In the records below, which lines include "jersey"? Copy them.

====================

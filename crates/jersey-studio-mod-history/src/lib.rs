/// Undo/redo history for the jersey canvas editor.
///
/// Provides a bounded linear `HistoryLog` of serialized canvas snapshots,
/// a per-document `CanvasHistory` wrapper, and an embedded key-value store
/// (redb) that mirrors a document's history so it survives restarts.
pub mod config;
pub mod log;
pub mod manager;
pub mod persistence;
pub mod snapshot;

pub use config::HistoryConfig;
pub use log::{HistoryLog, HistoryStats};
pub use manager::CanvasHistory;
pub use persistence::HistoryStore;
pub use snapshot::HistorySnapshot;
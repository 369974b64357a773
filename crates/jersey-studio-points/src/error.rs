/// Error types for account stores and the points ledger.

/// Failure reported by an `AccountStore`.
#[derive(Debug, thiserror::Error)]
pub enum StoreError {
    #[error("Account not found: {user_id}")]
    NotFound { user_id: String },

    #[error("Account already exists: {user_id}")]
    AlreadyExists { user_id: String },

    /// The stored counters no longer match the ones the write was based on.
    /// `expected` and `actual` are the balances on either side.
    #[error("Account changed concurrently: expected balance {expected}, found {actual}")]
    Conflict { expected: i64, actual: i64 },

    #[error("Backend error: {0:#}")]
    Backend(#[from] anyhow::Error),
}

/// Failure of a ledger operation.
///
/// Every variant is an expected outcome the caller handles; none of them
/// leaves the local account mirror half-updated.
#[derive(Debug, thiserror::Error)]
pub enum LedgerError {
    #[error("Not authenticated")]
    NotAuthenticated,

    #[error("Insufficient points. You need {needed} points but only have {available} points.")]
    InsufficientPoints { needed: u64, available: u64 },

    #[error("Invalid amount: {0}")]
    InvalidAmount(String),

    /// Another session changed the balance first; the local mirror has been
    /// refreshed to `current`.
    #[error("Balance changed in another session (now {current} points)")]
    StaleBalance { current: u64 },

    #[error("Malformed {entity} record: {reason}")]
    MalformedRecord { entity: &'static str, reason: String },

    #[error("Remote call failed during {operation}")]
    Remote {
        operation: &'static str,
        #[source]
        source: StoreError,
    },
}

impl LedgerError {
    pub(crate) fn remote(operation: &'static str, source: StoreError) -> Self {
        Self::Remote { operation, source }
    }

    pub(crate) fn malformed(entity: &'static str, reason: impl Into<String>) -> Self {
        Self::MalformedRecord {
            entity,
            reason: reason.into(),
        }
    }

    /// Whether the UI should steer the user to the purchase flow.
    pub fn needs_purchase(&self) -> bool {
        matches!(self, Self::InsufficientPoints { .. })
    }

    /// Whether a user-triggered retry may succeed.
    pub fn is_retryable(&self) -> bool {
        matches!(self, Self::Remote { .. } | Self::StaleBalance { .. })
    }
}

====================

▶ _Finished exercise_:
filename crates/jersey-studio-mod-history/src/lib.rs
/// Undo/redo history for the jersey canvas editor.
filename crates/jersey-studio-points/src/error.rs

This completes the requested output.